El dictador comunista nicaragüense, Daniel Ortega, ha recibido a miembros del aparato mediático de Rusia y China para que lo ayuden a reformar su sistema de propaganda
Durante una de las actividades, la productora Kseniia Avetisián explicó a estudiantes que las noticias pueden interpretarse de múltiples maneras dependiendo del enfoque y formato. Aunque presentado como un ejercicio de creatividad periodística, analistas consideran que este tipo de actividades refleja una concepción del periodismo donde la objetividad queda subordinada a la construcción de narrativas, lo que abre la puerta a la manipulación informativa.
Organizaciones como Reporteros Sin Fronteras han advertido previamente sobre este fenómeno. En un informe publicado en 2024, RSF señaló que Nicaragua se ha convertido en una plataforma para la expansión de la narrativa del Kremlin en América Latina, gracias a acuerdos firmados entre el gobierno nicaragüense y medios estatales rusos como Sputnik y RT. Estos convenios incluyen intercambio de contenidos, capacitación de personal y colaboración en la cobertura de eventos internacionales.
El origen de esta alianza se remonta a 2022, cuando Daniel Edmundo Ortega Murillo firmó acuerdos de cooperación con representantes de ambos medios rusos. Desde entonces, su papel ha sido central en la articulación de una red que conecta a medios estatales nicaragüenses con plataformas internacionales de Rusia y, más recientemente, de China. Esta estrategia combina producción de contenidos, formación ideológica y desarrollo tecnológico.
El servicio mediático estatal de Rusia, provee al régimen de Nicaragua formación acerca de diferentes estrategias de propaganda
Especialistas en comunicación señalan que el modelo actual es el resultado de una evolución iniciada en 2007, cuando el gobierno implementó una estrategia de comunicación centralizada. Con el tiempo, esta estructura se consolidó en torno a la figura de Rosario Murillo, quien no solo actúa como vocera oficial, sino también como principal filtro de la información que circula en el país.
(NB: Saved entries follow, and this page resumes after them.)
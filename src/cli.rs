//! CLI interface for Zellie

use clap::{Parser, Subcommand};
use std::path::PathBuf;

#[derive(Parser)]
#[command(name = "zellie")]
#[command(about = "Local-only LLM inference bridge")]
#[command(long_about = "Load local language models and run independent prompt completions without any network service")]
pub struct Cli {
    #[command(subcommand)]
    pub command: Commands,

    /// Enable verbose logging
    #[arg(short, long, global = true)]
    pub verbose: bool,

    /// Configuration file path
    #[arg(short, long, global = true)]
    pub config: Option<PathBuf>,
}

#[derive(Subcommand)]
pub enum Commands {
    /// Run one or more independent prompts against a local model
    Infer {
        /// Model name from `models list` or a path to a model directory/file
        #[arg(short, long)]
        model: Option<String>,

        /// Prompt text; repeat the flag to run several prompts
        #[arg(short, long, required = true)]
        prompt: Vec<String>,

        /// Maximum number of tokens to generate per prompt
        #[arg(long)]
        max_tokens: Option<usize>,

        /// Sampling temperature (0 for greedy decoding)
        #[arg(short, long)]
        temperature: Option<f64>,

        /// Seed for reproducible sampling
        #[arg(long)]
        seed: Option<u64>,

        /// Compute device: auto, cpu, cuda, metal
        #[arg(long)]
        device: Option<String>,

        /// Print results as JSON
        #[arg(long)]
        json: bool,
    },

    /// Model management commands
    Models {
        #[command(subcommand)]
        action: ModelAction,
    },

    /// Show or change configuration
    Config {
        #[command(subcommand)]
        action: Option<ConfigAction>,
    },
}

#[derive(Subcommand)]
pub enum ModelAction {
    /// List catalogue and downloaded models
    List,

    /// Download a model from the catalogue
    Download {
        /// Model name
        model: String,

        /// Force re-download if model exists
        #[arg(short, long)]
        force: bool,
    },

    /// Remove a downloaded model
    Remove {
        /// Model name to remove
        model: String,
    },

    /// Show model information
    Info {
        /// Model name
        model: String,
    },
}

#[derive(Subcommand)]
pub enum ConfigAction {
    /// Show current configuration
    Show,

    /// Print the configuration file path
    Path,

    /// Reset configuration to defaults
    Reset,

    /// Set a configuration value
    Set {
        /// Configuration key (e.g., "inference.max_tokens")
        key: String,

        /// Configuration value
        value: String,
    },
}
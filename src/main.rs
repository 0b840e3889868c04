//! Zellie: local-only LLM inference from the command line

use clap::Parser;
use colored::Colorize;
use log::{debug, error};
use std::path::Path;
use std::process;
use zellie::cli::{Cli, Commands, ConfigAction, ModelAction};
use zellie::llm::device::DevicePreference;
use zellie::llm::model_manager::ModelManager;
use zellie::{Config, InferenceBridge, Result, ZellieError};

#[tokio::main]
async fn main() {
    let cli = Cli::parse();

    let log_level = if cli.verbose { "debug" } else { "info" };
    env_logger::Builder::from_env(env_logger::Env::default().default_filter_or(log_level)).init();

    let config = match &cli.config {
        Some(path) => Config::load_from(path),
        None => Config::load(),
    };
    let config = match config {
        Ok(config) => config,
        Err(e) => {
            error!("Failed to load configuration: {}", e);
            process::exit(1);
        }
    };

    if let Err(e) = run_command(cli.command, config, cli.config.as_deref()).await {
        error!("Command failed: {}", e);
        process::exit(1);
    }
}

async fn run_command(command: Commands, config: Config, config_path: Option<&Path>) -> Result<()> {
    match command {
        Commands::Infer {
            model,
            prompt,
            max_tokens,
            temperature,
            seed,
            device,
            json,
        } => {
            let manager = ModelManager::new(config.models_dir().clone()).await?;
            let model = model.unwrap_or_else(|| config.models.default_model.clone());
            let model_path = manager.resolve(&model)?;

            let mut inference = config.inference.clone();
            if let Some(max_tokens) = max_tokens {
                inference.max_tokens = max_tokens;
            }
            if let Some(temperature) = temperature {
                inference.temperature = temperature;
            }
            if seed.is_some() {
                inference.seed = seed;
            }
            inference.validate()?;

            let device = match device {
                Some(device) => device.parse::<DevicePreference>()?,
                None => config.runtime.device,
            };

            let mut bridge = InferenceBridge::new(inference).with_device(device);
            let handle = bridge.load(&model_path)?;
            debug!("Model info: {:?}", bridge.model_info(&handle)?);

            // Release on every path, including a failed prompt
            let outcome = run_prompts(&mut bridge, &handle, &prompt, json);
            bridge.release(&handle);
            outcome?;
        }

        Commands::Models { action } => {
            let mut manager = ModelManager::new(config.models_dir().clone()).await?;
            match action {
                ModelAction::List => {
                    println!("📚 Available Models\n");
                    for (id, info) in manager.list_available_models() {
                        let status = if manager.is_model_downloaded(id) {
                            "downloaded".green()
                        } else {
                            "available".yellow()
                        };
                        println!(
                            "  • {} ({}) - {:.1} GB [{}]",
                            id.bold(),
                            info.repo_id,
                            info.size_mb as f64 / 1024.0,
                            status
                        );
                        println!("    {}", info.description);
                    }

                    let local: Vec<String> = manager
                        .list_downloaded_models()
                        .into_iter()
                        .filter(|id| manager.get_model_info(id).is_none())
                        .collect();
                    if !local.is_empty() {
                        println!("\n📁 Other local models:");
                        for id in local {
                            println!("  • {}", id.bold());
                        }
                    }

                    if manager.list_downloaded_models().is_empty() {
                        println!("\n💡 No models downloaded yet. Get started with:");
                        println!("   zellie models download {}", config.models.default_model);
                    }
                }

                ModelAction::Download { model, force } => {
                    println!("⬇️  Downloading model: {}", model);
                    let path = manager.download_model(&model, force).await?;
                    println!("{} Model '{}' ready", "✅".green(), model);
                    println!("📁 Location: {}", path.display());
                }

                ModelAction::Remove { model } => {
                    let path = manager.remove_model(&model).await?;
                    println!("{} Model '{}' removed", "✅".green(), model);
                    println!("📁 Removed directory: {}", path.display());
                }

                ModelAction::Info { model } => {
                    let info = manager
                        .get_model_info(&model)
                        .ok_or_else(|| ZellieError::ModelNotFound(model.clone()))?;
                    println!("📋 Model Information for '{}'\n", model);
                    println!("Name: {}", info.name);
                    println!("Repository: {}", info.repo_id);
                    println!("Architecture: {}", info.architecture);
                    println!("Size: {} MB", info.size_mb);
                    println!("Description: {}", info.description);

                    match manager.get_model_path(&model) {
                        Some(path) => println!("Status: {} ({})", "downloaded".green(), path.display()),
                        None => {
                            println!("Status: {}", "available for download".yellow());
                            println!("\n💡 To download this model, run:");
                            println!("   zellie models download {}", model);
                        }
                    }

                    if !info.capabilities.is_empty() {
                        println!("\nCapabilities:");
                        for capability in &info.capabilities {
                            println!("  • {}", capability);
                        }
                    }
                }
            }
        }

        Commands::Config { action } => {
            let path = config_path
                .map(Path::to_path_buf)
                .unwrap_or_else(Config::config_path);
            match action {
                Some(ConfigAction::Show) | None => {
                    println!("⚙️  Current Configuration\n");
                    println!("Models Directory: {}", config.models_dir().display());
                    println!("Default Model: {}", config.models.default_model);
                    println!("Device: {}", config.runtime.device);
                    println!("\nInference:");
                    println!("  max_tokens: {}", config.inference.max_tokens);
                    println!("  temperature: {}", config.inference.temperature);
                    println!("  top_p: {}", config.inference.top_p);
                    match config.inference.top_k {
                        Some(k) => println!("  top_k: {}", k),
                        None => println!("  top_k: off"),
                    }
                    println!("  repeat_penalty: {}", config.inference.repeat_penalty);
                    println!("  chat_template: {:?}", config.inference.chat_template);
                }

                Some(ConfigAction::Path) => println!("{}", path.display()),

                Some(ConfigAction::Reset) => {
                    Config::default().save_to(&path)?;
                    println!("{} Configuration reset: {}", "✅".green(), path.display());
                }

                Some(ConfigAction::Set { key, value }) => {
                    let mut config = config;
                    config.set(&key, &value)?;
                    config.save_to(&path)?;
                    println!("{} {} = {}", "✅".green(), key, value);
                }
            }
        }
    }

    Ok(())
}

fn run_prompts(
    bridge: &mut InferenceBridge,
    handle: &zellie::ModelHandle,
    prompts: &[String],
    json: bool,
) -> Result<()> {
    let mut results = Vec::with_capacity(prompts.len());
    for prompt in prompts {
        let result = bridge.infer(handle, prompt)?;
        if !json {
            println!("{}", result.text);
            println!(
                "{}",
                format!(
                    "({} tokens, {}ms, {:.1} tokens/sec)",
                    result.generated_tokens, result.inference_time_ms, result.tokens_per_second
                )
                .dimmed()
            );
        }
        results.push(result);
    }

    if json {
        println!("{}", serde_json::to_string_pretty(&results)?);
    }
    Ok(())
}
El control se ha extendido progresivamente mediante la exclusión de medios independientes, la adquisición o presión sobre empresas de comunicación y la creación de una red estatal que domina la mayoría de las frecuencias radioeléctricas. A pesar de este dominio, el sistema enfrentó un desafío significativo en 2018, cuando las protestas sociales y el uso masivo de redes sociales desbordaron la narrativa oficial.
A partir de ese momento, el régimen intensificó sus esfuerzos para modernizar su aparato comunicacional. Esto incluyó la formación de jóvenes comunicadores con orientación política, la expansión de plataformas digitales y la firma de acuerdos internacionales. En este contexto, Rusia ha aportado contenido y formación, mientras que China ha contribuido con tecnología e infraestructura.
Durante los últimos años, el régimen de Xi Jinping ha incrementado su participación en los medios nicaragüenses con el objetivo de expandir su influencia en América Latina
El papel de China se ha fortalecido especialmente en los últimos años, con acuerdos de cooperación mediática y tecnológica que incluyen la participación de empresas y agencias estatales. Estas colaboraciones abarcan desde la producción de contenidos hasta el desarrollo de sistemas que facilitan la gestión y distribución de información.
Paralelamente, el país ha experimentado un marcado retroceso en materia de libertad de prensa. Diversas organizaciones documentan el cierre de decenas de medios y el exilio de cientos de periodistas. Esta situación ha generado lo que algunos describen como un ''desierto informativo'' en amplias zonas del territorio nacional.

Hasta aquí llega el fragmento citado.